Como agora só andávamos em turmas, as meninas para um lado, meninos para outro. Muitos já com os hormônios fluindo, as paquerinhas começando, as distrações, quando não íamos para o retiro no final de semana, era passear no jardim, como já contei, ou ficar na porta do cinema vendo quem estava entrando, ou indo a missa das dez, na praça da matriz. Minha tia caçula, depois da morte do vô Domingos, não voltou pra Belo Horizonte. Ficou com vó Ezequiela, as outras irmãs já tinham se casado e estavam em suas casas. Nadir foi morar em BH, isso era motivo para sempre irmos passar ums dias lá. Minha tia mocinha como eu, a diferença de idade era só de três anos e muito amigas, foi uma amizade que permaneceu por toda vida. As viagens pra BH, merecem ser contadas. As estradas não eram pavimentadas, quando chovia, o barro fazia atolar os carros, a jardineira entào. Essa coitada, era preciso o trocador decer, ir ao fazendeiro mais próximo, pedir duas juntas de bois pra puxar e tirar do atoleiro.
Quando passava no bananal, que nào tinha nada de bananas, era um pequeno riacho, ai a coisa era feia, os passageiros desciam, as moças, geralmente de sapatos novos e vestidos brancos de lese, isso tudo pra ir para capital. Às vezes era preciso juntar todos os passageiros para empurrar a jardineira. Chegávamos em BH todos emlameados. No tempo da seca era pior, a jardineira era sempre velha, com o fundo furado, então entrava terra por todos os lados, não se podia fechar o vidro que estava sempre emperrado, e mesmo assim as mulheres ficavam enjoando, e vomitando. Misturava aquela sujeira, junto com tudo que já tinha na jardineira velha.
As malas como já disse em outra história, iam em cima amarradas, lá tambem iam bandas de porcos, galinhas, sacos com mandiocas etc.

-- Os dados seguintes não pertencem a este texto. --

use crate::db::models::activity::UserActivity;
use crate::db::models::notification::UserNotification;
use crate::db::models::preference::UserPreference;
use crate::db::models::user::{User, UserRole};
use chrono::{DateTime, NaiveDate, Utc};
use serde::Serialize;
use utoipa::ToSchema;
use uuid::Uuid;

/// Public view of a user; never carries secrets or lockout state.
#[derive(Serialize, Debug, Clone, ToSchema)]
pub struct UserResponse {
    pub id: Uuid,
    pub email: String,
    pub username: String,
    pub role: UserRole,
    pub is_active: bool,
    pub email_verified: bool,
    pub created_at: DateTime<Utc>,
    pub last_login_at: Option<DateTime<Utc>>,
}

#[derive(Serialize, Debug, ToSchema)]
pub struct AuthResponse {
    pub access_token: String,
    pub refresh_token: String,
    pub token_type: String,
    pub expires_in: i64,
    pub user: UserResponse,
}

#[derive(Serialize, Debug, ToSchema)]
pub struct RefreshResponse {
    pub access_token: String,
    pub refresh_token: String,
    pub token_type: String,
    pub expires_in: i64,
}

/// Body of the forward-auth verify endpoint. On failure only `valid` is
/// populated; the reason stays server-side.
#[derive(Serialize, Debug, ToSchema)]
pub struct VerifyResponse {
    pub valid: bool,
    #[serde(skip_serializing_if = "Option::is_none")]
    pub user_id: Option<Uuid>,
    #[serde(skip_serializing_if = "Option::is_none")]
    pub role: Option<UserRole>,
    #[serde(skip_serializing_if = "Option::is_none")]
    pub email: Option<String>,
}

impl VerifyResponse {
    pub fn invalid() -> Self {
        Self {
            valid: false,
            user_id: None,
            role: None,
            email: None,
        }
    }
}

#[derive(Serialize, Debug, Clone)]
pub struct ProfileResponse {
    pub id: Uuid,
    pub email: String,
    pub username: String,
    pub first_name: Option<String>,
    pub last_name: Option<String>,
    pub phone_number: Option<String>,
    pub bio: Option<String>,
    pub avatar_url: Option<String>,
    pub date_of_birth: Option<NaiveDate>,
    pub gender: Option<String>,
    pub country: Option<String>,
    pub city: Option<String>,
    pub timezone: Option<String>,
    pub language: String,
    pub website: Option<String>,
    pub linkedin: Option<String>,
    pub twitter: Option<String>,
    pub github: Option<String>,
}

impl From<User> for ProfileResponse {
    fn from(user: User) -> Self {
        ProfileResponse {
            id: user.id,
            email: user.email,
            username: user.username,
            first_name: user.first_name,
            last_name: user.last_name,
            phone_number: user.phone_number,
            bio: user.bio,
            avatar_url: user.avatar_url,
            date_of_birth: user.date_of_birth,
            gender: user.gender,
            country: user.country,
            city: user.city,
            timezone: user.timezone,
            language: user.language,
            website: user.website,
            linkedin: user.linkedin,
            twitter: user.twitter,
            github: user.github,
        }
    }
}

#[derive(Serialize, Debug, Clone)]
pub struct PreferenceResponse {
    pub email_notifications: bool,
    pub push_notifications: bool,
    pub marketing_emails: bool,
    pub two_factor_enabled: bool,
    pub theme: String,
    pub language: String,
    pub privacy_level: String,
    pub updated_at: DateTime<Utc>,
}

impl From<UserPreference> for PreferenceResponse {
    fn from(prefs: UserPreference) -> Self {
        PreferenceResponse {
            email_notifications: prefs.email_notifications,
            push_notifications: prefs.push_notifications,
            marketing_emails: prefs.marketing_emails,
            two_factor_enabled: prefs.two_factor_enabled,
            theme: prefs.theme,
            language: prefs.language,
            privacy_level: prefs.privacy_level,
            updated_at: prefs.updated_at,
        }
    }
}

#[derive(Serialize, Debug, Clone)]
pub struct ActivityResponse {
    pub id: Uuid,
    pub action: String,
    pub description: Option<String>,
    pub metadata: serde_json::Value,
    pub created_at: DateTime<Utc>,
}

impl From<UserActivity> for ActivityResponse {
    fn from(activity: UserActivity) -> Self {
        ActivityResponse {
            id: activity.id,
            action: activity.action,
            description: activity.description,
            metadata: activity.metadata,
            created_at: activity.created_at,
        }
    }
}

#[derive(Serialize, Debug, Clone)]
pub struct NotificationResponse {
    pub id: Uuid,
    #[serde(rename = "type")]
    pub kind: String,
    pub title: String,
    pub message: Option<String>,
    pub is_read: bool,
    pub read_at: Option<DateTime<Utc>>,
    pub action_url: Option<String>,
    pub action_text: Option<String>,
    pub expires_at: Option<DateTime<Utc>>,
    pub created_at: DateTime<Utc>,
}

impl From<UserNotification> for NotificationResponse {
    fn from(n: UserNotification) -> Self {
        NotificationResponse {
            id: n.id,
            kind: n.kind,
            title: n.title,
            message: n.message,
            is_read: n.is_read,
            read_at: n.read_at,
            action_url: n.action_url,
            action_text: n.action_text,
            expires_at: n.expires_at,
            created_at: n.created_at,
        }
    }
}

#[derive(Serialize, Debug, Clone, ToSchema)]
pub struct MessageResponse {
    pub message: String,
}

impl MessageResponse {
    pub fn new(message: impl Into<String>) -> Self {
        Self {
            message: message.into(),
        }
    }
}

/// Public error body of the API
#[derive(Debug, Serialize, Clone, ToSchema)]
pub struct ErrorResponse {
    pub error: String,
    pub message: String,
    #[serde(skip_serializing_if = "Option::is_none")]
    pub details: Option<String>,
}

Isso é o que me lembro, devia ter muito mais coisas. Nossos cabelos e cílios ficavam amarelos e a gente cuspia barro. Havia tambem o trem, o noturno, ele passava sempre as vinte e duas horas, chegava em BH quando não atrasava muito, pela manhã, era melhor porque ficávamos livres do barro e da poeira mas em compensação não se podia dormir e tambem, se chovesse, era preciso abrir o guarda chuva, e tínhamos que usar um jaleco, ou melhor, um guarda pó, como era chamado, para protejer as roupas das faiscas de fogo, que saiam das chaminés da Maria Fumaça. Áh!... Mas quando chegava em BH, era uma beleza, passear de bondes. Ficávamos dando voltas, os rapazes eram diferentes, bem desinibidos, chegavam e puxavam logo conversa.

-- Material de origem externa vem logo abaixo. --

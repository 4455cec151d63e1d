use crate::db::schema::sessions;
use chrono::{DateTime, Utc};
use diesel::{AsChangeset, Insertable, Queryable, Selectable};
use ipnetwork::IpNetwork;
use uuid::Uuid;

#[derive(Insertable, Debug, Clone)]
#[diesel(table_name = sessions)]
pub struct NewSession {
    pub user_id: Uuid,
    // The sessions.refresh_token column holds the token's SHA-256
    // fingerprint; the secret itself never reaches storage.
    #[diesel(column_name = refresh_token)]
    pub refresh_token_hash: String,
    pub access_token_hash: Option<String>,
    pub ip_address: Option<IpNetwork>,
    pub user_agent: Option<String>,
    pub device_info: Option<serde_json::Value>,
    pub is_active: bool,
    pub is_revoked: bool,
    pub expires_at: DateTime<Utc>,
}

#[derive(Queryable, Selectable, Debug, Clone)]
#[diesel(table_name = sessions)]
#[diesel(check_for_backend(diesel::pg::Pg))]
pub struct Session {
    pub id: Uuid,
    pub user_id: Uuid,
    #[diesel(column_name = refresh_token)]
    pub refresh_token_hash: String,
    pub access_token_hash: Option<String>,
    pub ip_address: Option<IpNetwork>,
    pub user_agent: Option<String>,
    pub device_info: Option<serde_json::Value>,
    pub is_active: bool,
    pub is_revoked: bool,
    pub created_at: DateTime<Utc>,
    pub updated_at: DateTime<Utc>,
    pub expires_at: DateTime<Utc>,
    pub last_used_at: Option<DateTime<Utc>>,
}

impl Session {
    /// A session is usable iff not revoked, still active and unexpired.
    pub fn is_valid(&self) -> bool {
        self.is_active && !self.is_revoked && self.expires_at > Utc::now()
    }
}

#[derive(AsChangeset, Debug, Clone, Default)]
#[diesel(table_name = sessions)]
pub struct UpdateSession {
    #[diesel(column_name = refresh_token)]
    pub refresh_token_hash: Option<String>,
    pub access_token_hash: Option<Option<String>>,
    pub is_active: Option<bool>,
    pub expires_at: Option<DateTime<Utc>>,
    pub last_used_at: Option<Option<DateTime<Utc>>>,
    pub updated_at: Option<DateTime<Utc>>,
}

#[cfg(test)]
mod tests {
    use super::*;

    fn session(expires_in_secs: i64, revoked: bool, active: bool) -> Session {
        Session {
            id: Uuid::new_v4(),
            user_id: Uuid::new_v4(),
            refresh_token_hash: "h".repeat(64),
            access_token_hash: None,
            ip_address: None,
            user_agent: None,
            device_info: None,
            is_active: active,
            is_revoked: revoked,
            created_at: Utc::now(),
            updated_at: Utc::now(),
            expires_at: Utc::now() + chrono::Duration::seconds(expires_in_secs),
            last_used_at: None,
        }
    }

    #[test]
    fn validity_requires_unexpired_unrevoked_active() {
        assert!(session(60, false, true).is_valid());
        assert!(!session(60, true, true).is_valid());
        assert!(!session(60, false, false).is_valid());
        assert!(!session(-1, false, true).is_valid());
    }
}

A noite passear na avenida Afonso Pena, as duas de braços dados, era moda. Os moços ficavam também encostados nos postes de luz olhando as moças. Durante o dia ia para o parque Municipal, tinham fotógrafos espalhados no parque e nas avenidas, bastava passar  por perto pra ser fotografada e recebia os retratos na volta. Parece que eles conheciam com certeza quem era do interior para atacar. Nós dávamos boas risadas, era muito divertido. Iamos na rádio Inconfidência assistir programas de calouros, ver Emilhinha Borba, Orlando Silva, Nelson Gonçalves e a cantora Marlene. Todo os dias tinha um programa diferente.

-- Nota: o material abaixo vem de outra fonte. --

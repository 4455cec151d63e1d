use crate::db::connection::get_connection;
use crate::db::error::RepositoryError;
use crate::db::models::session::{NewSession, Session, UpdateSession};
use crate::db::schema::sessions;
use chrono::Utc;
use diesel::prelude::*;
use uuid::Uuid;

pub struct SessionRepository;

impl SessionRepository {
    pub fn create(new_session: &NewSession) -> Result<Session, RepositoryError> {
        let mut conn = get_connection()?;

        diesel::insert_into(sessions::table)
            .values(new_session)
            .get_result::<Session>(&mut conn)
            .map_err(Into::into)
    }

    /// Lookup by refresh-token fingerprint, revoked or not. Callers decide
    /// what revocation means for their flow.
    pub fn find_by_refresh_token_hash(hash: &str) -> Result<Option<Session>, RepositoryError> {
        let mut conn = get_connection()?;

        sessions::table
            .filter(sessions::refresh_token.eq(hash))
            .first::<Session>(&mut conn)
            .optional()
            .map_err(Into::into)
    }

    pub fn update(id: Uuid, changes: &UpdateSession) -> Result<Session, RepositoryError> {
        let mut conn = get_connection()?;

        diesel::update(sessions::table.filter(sessions::id.eq(id)))
            .set((changes, sessions::updated_at.eq(Utc::now())))
            .get_result::<Session>(&mut conn)
            .map_err(Into::into)
    }

    pub fn revoke(id: Uuid) -> Result<(), RepositoryError> {
        let mut conn = get_connection()?;

        diesel::update(sessions::table.filter(sessions::id.eq(id)))
            .set((
                sessions::is_revoked.eq(true),
                sessions::updated_at.eq(Utc::now()),
            ))
            .execute(&mut conn)?;

        Ok(())
    }

    pub fn revoke_all_for_user(user_id: Uuid) -> Result<usize, RepositoryError> {
        let mut conn = get_connection()?;

        diesel::update(sessions::table.filter(sessions::user_id.eq(user_id)))
            .set((
                sessions::is_revoked.eq(true),
                sessions::updated_at.eq(Utc::now()),
            ))
            .execute(&mut conn)
            .map_err(Into::into)
    }

    /// Hard-deletes expired or revoked sessions. Pure delete; running it
    /// twice equals running it once.
    pub fn cleanup_expired() -> Result<usize, RepositoryError> {
        let mut conn = get_connection()?;

        diesel::delete(
            sessions::table.filter(
                sessions::expires_at
                    .lt(Utc::now())
                    .or(sessions::is_revoked.eq(true)),
            ),
        )
        .execute(&mut conn)
        .map_err(Into::into)
    }
}
use utoipa::OpenApi;

#[derive(OpenApi)]
#[openapi(
    paths(
        crate::handlers::health::health,
        crate::handlers::auth::register,
        crate::handlers::auth::login,
        crate::handlers::auth::refresh_token,
        crate::handlers::auth::verify_token,
        crate::handlers::auth::logout,
    ),
    components(schemas(
        crate::dto::requests::RegisterRequest,
        crate::dto::requests::LoginRequest,
        crate::dto::requests::RefreshTokenRequest,
        crate::dto::requests::VerifyTokenRequest,
        crate::dto::responses::UserResponse,
        crate::dto::responses::AuthResponse,
        crate::dto::responses::RefreshResponse,
        crate::dto::responses::VerifyResponse,
        crate::dto::responses::ErrorResponse,
    )),
    tags(
        (name = "Health"),
        (name = "Auth"),
    )
)]
pub struct ApiDoc;

#[cfg(test)]
mod tests {
    use super::*;

    #[test]
    fn openapi_document_builds() {
        let doc = ApiDoc::openapi();
        let json = doc.to_json().expect("serializable document");
        assert!(json.contains("/api/v1/auth/login"));
        assert!(json.contains("/api/v1/verify"));
    }
}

Não demorou pra minha tia arrumar um casamento, esse caso não presenciei, fiquei sabendo por ela mesmo. Conheceu o moço, gente boa... Enamorou-se, ficou apaixonada, ficou noiva e voltou para casa em Curvelo para fazer o enxoval. O noivo era gente de posse, como ela também. Era pra ser grande acotecimento... Igreja de S. José reservada, bufet contratado, tudo certo... Ela foi com minha vó para um hotel pra sair de lá já pronta, mas não é de ver, que na noite anterior ao casamento, já lá pelas vinte e duas horas, ela disse a minha vó: "mãe eu vou embora, não quero mais me casar." A vó disse: "Maria, você está louca, não pode fazer isso!"  Ela disse: "Se você quizer ficar ai fica, que eu estou indo, vou pegar o noturno para casa de minha amiga em Piui." E foi saindo, já com as malas, minha vó falou: "Não vou passar essa vergonha sozinha, vou tambem..." Juntou as coisas dela e foi junto no trem noturno.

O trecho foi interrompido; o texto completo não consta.